He was restoring to “the poor” what had been rightfully theirs, in the first place.
Name a time that has worked, outside of legends. It is a recipe for anarchy, because the “poor” can be just as grasping and have a sense of their due that is as disproportionate as anybody else.

If people are taking justice into their own hands, justice has failed.
I am not disagreeing with you here. The tenth commandment is pretty clear that unequal distribution of goods isn’t an evil thing, in itself. Nor that justice requires turning goods over to those who covet them.

It isn’t a case of justice failing, either. There were times in history when social order was maintained by individuals “taking justice into their own hands” before systems of governance were developed.

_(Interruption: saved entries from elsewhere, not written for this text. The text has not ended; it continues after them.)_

use serde::{Deserialize, Serialize};

/// Binary operators, displayed the way SQLite spells them.
#[derive(
    Debug, PartialEq, Eq, Clone, Copy, Serialize, Deserialize, strum::Display, strum::EnumString,
)]
pub enum BinOp {
    #[strum(to_string = "or")]
    Or,
    #[strum(to_string = "and")]
    And,
    #[strum(to_string = "=")]
    Eq,
    #[strum(to_string = "<>")]
    Ne,
    #[strum(to_string = "is")]
    Is,
    #[strum(to_string = "is not")]
    IsNot,
    #[strum(to_string = "is distinct from")]
    IsDistinctFrom,
    #[strum(to_string = "is not distinct from")]
    IsNotDistinctFrom,
    #[strum(to_string = "<")]
    Lt,
    #[strum(to_string = "<=")]
    Lte,
    #[strum(to_string = ">")]
    Gt,
    #[strum(to_string = ">=")]
    Gte,
    #[strum(to_string = "&")]
    BitAnd,
    #[strum(to_string = "|")]
    BitOr,
    #[strum(to_string = "<<")]
    ShiftLeft,
    #[strum(to_string = ">>")]
    ShiftRight,
    #[strum(to_string = "+")]
    Add,
    #[strum(to_string = "-")]
    Sub,
    #[strum(to_string = "*")]
    Mul,
    #[strum(to_string = "/")]
    Div,
    #[strum(to_string = "%")]
    Mod,
    #[strum(to_string = "||")]
    Concat,
    #[strum(to_string = "->")]
    Extract,
    #[strum(to_string = "->>")]
    ExtractText,
}

#[derive(
    Debug, PartialEq, Eq, Clone, Copy, Serialize, Deserialize, strum::Display, strum::EnumString,
)]
pub enum UnOp {
    #[strum(to_string = "-")]
    Neg,
    #[strum(to_string = "+")]
    Plus,
    #[strum(to_string = "~")]
    BitNot,
    #[strum(to_string = "not")]
    Not,
}

/// Pattern matching operators of the `x [not] like y` family.
#[derive(
    Debug, PartialEq, Eq, Clone, Copy, Serialize, Deserialize, strum::Display, strum::EnumString,
)]
#[strum(serialize_all = "lowercase")]
pub enum LikeOp {
    Like,
    Glob,
    Regexp,
    Match,
}

#[derive(
    Debug, PartialEq, Eq, Clone, Copy, Serialize, Deserialize, strum::Display, strum::EnumString,
)]
pub enum SetOp {
    #[strum(to_string = "union all")]
    UnionAll,
    #[strum(to_string = "union")]
    Union,
    #[strum(to_string = "except")]
    Except,
    #[strum(to_string = "intersect")]
    Intersect,
}

#[derive(
    Debug, PartialEq, Eq, Clone, Copy, Serialize, Deserialize, strum::Display, strum::EnumString,
)]
#[strum(serialize_all = "lowercase")]
pub enum SortDirection {
    Asc,
    Desc,
}

#[derive(
    Debug, PartialEq, Eq, Clone, Copy, Serialize, Deserialize, strum::Display, strum::EnumString,
)]
pub enum NullsOrder {
    #[strum(to_string = "nulls first")]
    First,
    #[strum(to_string = "nulls last")]
    Last,
}
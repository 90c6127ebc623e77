//! Placeholders for values known only when a statement runs.
//!
//! A placeholder is embedded in SQL text as `\0<kind><payload>\0`, where the
//! kind is `v` (a variable, substituted as a literal), `t` (a table named by
//! a variable, substituted as an identifier) or `e` (SQL whose result names
//! a table). Identifiers can't be bound parameters, so the text itself has
//! to carry them.

use std::ops::Range;

use serde::Serialize;
use serde_json::Value;

use crate::{Error, ErrorKind, Reason, Result, WithErrorInfo};

const SENTINEL: char = '\0';

#[derive(Debug, Clone, Copy, PartialEq, Eq, Serialize, strum::AsRefStr)]
#[serde(rename_all = "lowercase")]
pub enum PlaceholderKind {
    Variable,
    Table,
    Expression,
}

impl PlaceholderKind {
    fn tag(self) -> char {
        match self {
            PlaceholderKind::Variable => 'v',
            PlaceholderKind::Table => 't',
            PlaceholderKind::Expression => 'e',
        }
    }

    fn from_tag(tag: char) -> Option<Self> {
        Some(match tag {
            'v' => PlaceholderKind::Variable,
            't' => PlaceholderKind::Table,
            'e' => PlaceholderKind::Expression,
            _ => return None,
        })
    }
}

#[derive(Debug, Clone, PartialEq, Eq, Serialize)]
pub struct Placeholder {
    pub kind: PlaceholderKind,
    pub payload: String,
    /// Byte range of the whole placeholder, sentinels included.
    pub range: Range<usize>,
}

/// Build the placeholder text for a payload.
pub(crate) fn placeholder(kind: PlaceholderKind, payload: &str) -> Result<String> {
    if payload.contains(SENTINEL) {
        return Err(Error::new_semantic(format!(
            "placeholder payload cannot contain a NUL character: `{}`",
            payload.replace(SENTINEL, "\\0")
        ))
        .push_hint("variables can't be nested inside `@(...)`"));
    }
    Ok(format!("{SENTINEL}{}{payload}{SENTINEL}", kind.tag()))
}

/// Find every placeholder in `sql`, in order of appearance.
pub fn scan_placeholders(sql: &str) -> Vec<Placeholder> {
    let mut res = Vec::new();
    let mut rest = sql.char_indices();

    while let Some((start, c)) = rest.next() {
        if c != SENTINEL {
            continue;
        }
        let Some((_, tag)) = rest.next() else {
            break;
        };
        let mut payload = String::new();
        let mut end = None;
        for (i, c) in rest.by_ref() {
            if c == SENTINEL {
                end = Some(i + 1);
                break;
            }
            payload.push(c);
        }
        let (Some(kind), Some(end)) = (PlaceholderKind::from_tag(tag), end) else {
            break;
        };
        res.push(Placeholder {
            kind,
            payload,
            range: start..end,
        });
    }
    res
}

/// Values of variables, in the order they were bound.
///
/// Environments are never changed in place: [Environment::extend] and
/// [Environment::bind_row] return a new one, so sibling scopes can't see
/// each other's bindings.
#[derive(Debug, Clone, Default, PartialEq, Serialize)]
pub struct Environment {
    vars: Vec<(String, Value)>,
}

impl Environment {
    pub fn new() -> Self {
        Self::default()
    }

    pub fn get(&self, name: &str) -> Option<&Value> {
        self.vars
            .iter()
            .rev()
            .find(|(n, _)| n == name)
            .map(|(_, v)| v)
    }

    /// A copy of this environment with `name` bound, shadowing any earlier
    /// binding.
    pub fn extend<S: ToString>(&self, name: S, value: Value) -> Environment {
        let mut vars = self.vars.clone();
        vars.push((name.to_string(), value));
        Environment { vars }
    }

    /// The environment for one iteration of a `for` statement: each
    /// assignment bound to the value in the same position of `row`.
    pub fn bind_row(&self, assignments: &[String], row: &[Value]) -> Result<Environment> {
        if assignments.len() != row.len() {
            return Err(Error::new_simple(format!(
                "expected {} values per row, but found {}",
                assignments.len(),
                row.len()
            ))
            .with_kind(ErrorKind::Placeholder));
        }

        let mut vars = self.vars.clone();
        vars.extend(assignments.iter().cloned().zip(row.iter().cloned()));
        Ok(Environment { vars })
    }

    pub fn names(&self) -> impl Iterator<Item = &str> {
        self.vars.iter().map(|(n, _)| n.as_str())
    }

    /// Replace every placeholder in `sql`. Variables become SQL literals and
    /// tables quoted identifiers. `evaluate` runs the SQL of an expression
    /// placeholder and returns the table name it produced.
    pub fn resolve<F>(&self, sql: &str, mut evaluate: F) -> Result<String>
    where
        F: FnMut(&str) -> Result<String>,
    {
        let mut res = String::with_capacity(sql.len());
        let mut last = 0;

        for p in scan_placeholders(sql) {
            res += &sql[last..p.range.start];
            last = p.range.end;

            let text = match p.kind {
                PlaceholderKind::Variable => sql_literal(self.lookup(&p.payload)?),
                PlaceholderKind::Table => quote_ident(&value_text(self.lookup(&p.payload)?)),
                PlaceholderKind::Expression => quote_ident(&evaluate(&p.payload)?),
            };
            res += &text;
        }
        res += &sql[last..];

        log::trace!("resolved placeholders: {res}");
        Ok(res)
    }

    fn lookup(&self, name: &str) -> Result<&Value> {
        self.get(name).ok_or_else(|| {
            Error::new(Reason::NotFound {
                name: name.to_string(),
                namespace: "variable".to_string(),
            })
            .with_kind(ErrorKind::Placeholder)
        })
    }
}

impl FromIterator<(String, Value)> for Environment {
    fn from_iter<T: IntoIterator<Item = (String, Value)>>(iter: T) -> Self {
        Environment {
            vars: iter.into_iter().collect(),
        }
    }
}

fn value_text(value: &Value) -> String {
    match value {
        Value::String(s) => s.clone(),
        other => other.to_string(),
    }
}

/// Render a JSON value as an SQLite literal. Arrays and objects become
/// their JSON text.
pub fn sql_literal(value: &Value) -> String {
    match value {
        Value::Null => "null".to_string(),
        Value::Bool(true) => "1".to_string(),
        Value::Bool(false) => "0".to_string(),
        Value::Number(n) => n.to_string(),
        Value::String(s) => quote_string(s),
        other => quote_string(&other.to_string()),
    }
}

pub(crate) fn quote_string(s: &str) -> String {
    format!("'{}'", s.replace('\'', "''"))
}

pub fn quote_ident(s: &str) -> String {
    format!("\"{}\"", s.replace('"', "\"\""))
}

It might even be argued that good governance is a balance between all individuals acting on their own behalf and the state acting on behalf of all. It certainly beats placing all power in the hands of the state or the opposite of everyone for him/herself. The tension in balance leads to the codifying of principles of justice – at least, that would be the hope.
 
It isn’t a case of justice failing, either. There were times in history when social order was maintained by individuals “taking justice into their own hands” before systems of governance were developed.
That wasn’t the case in the legend. In the legend, it was garden-variety abuse of governing power by which the wealthy oppressed people without the power to stop those whose established duty it was to protect them. It wasn’t that justice was in its infancy. It was that justice was bound, gagged and thrown out into the darkness.

Those being held down only endure that situation for so long before they give up on justice ever raising a finger on their behalf. Then it gets ugly.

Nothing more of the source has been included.